■ WHAT THE TASK REQUIRES
In how many lines of the records does the string "digits" appear? State only the number.
********************
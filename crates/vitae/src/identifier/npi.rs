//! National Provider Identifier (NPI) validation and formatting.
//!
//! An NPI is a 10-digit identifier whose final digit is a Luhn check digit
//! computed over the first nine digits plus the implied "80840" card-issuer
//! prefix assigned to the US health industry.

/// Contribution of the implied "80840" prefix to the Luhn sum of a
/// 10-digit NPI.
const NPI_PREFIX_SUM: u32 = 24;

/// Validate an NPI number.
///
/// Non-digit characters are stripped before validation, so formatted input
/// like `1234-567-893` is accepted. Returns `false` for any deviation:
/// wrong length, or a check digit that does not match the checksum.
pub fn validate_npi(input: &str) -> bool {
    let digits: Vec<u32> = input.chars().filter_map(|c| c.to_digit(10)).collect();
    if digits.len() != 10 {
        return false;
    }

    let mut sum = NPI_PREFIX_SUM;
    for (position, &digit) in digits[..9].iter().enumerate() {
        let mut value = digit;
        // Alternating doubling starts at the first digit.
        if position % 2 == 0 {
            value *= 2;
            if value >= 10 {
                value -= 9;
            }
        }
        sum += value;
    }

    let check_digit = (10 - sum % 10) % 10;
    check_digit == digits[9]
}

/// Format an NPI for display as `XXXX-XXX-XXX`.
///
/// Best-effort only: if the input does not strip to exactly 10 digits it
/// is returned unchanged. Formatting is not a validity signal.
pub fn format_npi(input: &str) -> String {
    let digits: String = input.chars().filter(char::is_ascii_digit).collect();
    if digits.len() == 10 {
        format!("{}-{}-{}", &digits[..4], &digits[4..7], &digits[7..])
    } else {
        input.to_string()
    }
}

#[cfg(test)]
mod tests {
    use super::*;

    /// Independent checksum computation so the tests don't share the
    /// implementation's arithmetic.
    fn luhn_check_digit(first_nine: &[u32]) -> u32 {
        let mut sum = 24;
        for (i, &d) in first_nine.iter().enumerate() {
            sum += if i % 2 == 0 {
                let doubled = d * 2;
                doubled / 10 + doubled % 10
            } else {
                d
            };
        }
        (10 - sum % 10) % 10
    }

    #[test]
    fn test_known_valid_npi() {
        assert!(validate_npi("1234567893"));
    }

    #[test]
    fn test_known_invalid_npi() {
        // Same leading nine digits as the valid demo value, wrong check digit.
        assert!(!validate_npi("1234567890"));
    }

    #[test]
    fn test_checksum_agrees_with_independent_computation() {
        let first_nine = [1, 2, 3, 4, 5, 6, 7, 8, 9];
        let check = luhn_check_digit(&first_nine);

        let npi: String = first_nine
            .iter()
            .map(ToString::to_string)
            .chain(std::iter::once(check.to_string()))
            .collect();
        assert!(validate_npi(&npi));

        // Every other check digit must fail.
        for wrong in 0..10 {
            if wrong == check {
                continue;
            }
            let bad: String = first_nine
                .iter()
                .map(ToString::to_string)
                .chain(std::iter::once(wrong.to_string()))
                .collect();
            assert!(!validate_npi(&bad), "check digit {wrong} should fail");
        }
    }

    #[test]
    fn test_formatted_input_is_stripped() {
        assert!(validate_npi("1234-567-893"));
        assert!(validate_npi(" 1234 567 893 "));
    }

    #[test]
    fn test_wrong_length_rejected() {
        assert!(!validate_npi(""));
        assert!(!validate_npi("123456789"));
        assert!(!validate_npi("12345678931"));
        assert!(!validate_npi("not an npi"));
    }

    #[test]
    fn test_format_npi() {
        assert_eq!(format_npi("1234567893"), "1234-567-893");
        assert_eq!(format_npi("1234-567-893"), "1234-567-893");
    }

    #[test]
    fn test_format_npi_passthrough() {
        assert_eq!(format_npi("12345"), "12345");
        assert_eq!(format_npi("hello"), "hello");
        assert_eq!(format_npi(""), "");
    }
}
********************
■ THE ANSWER
10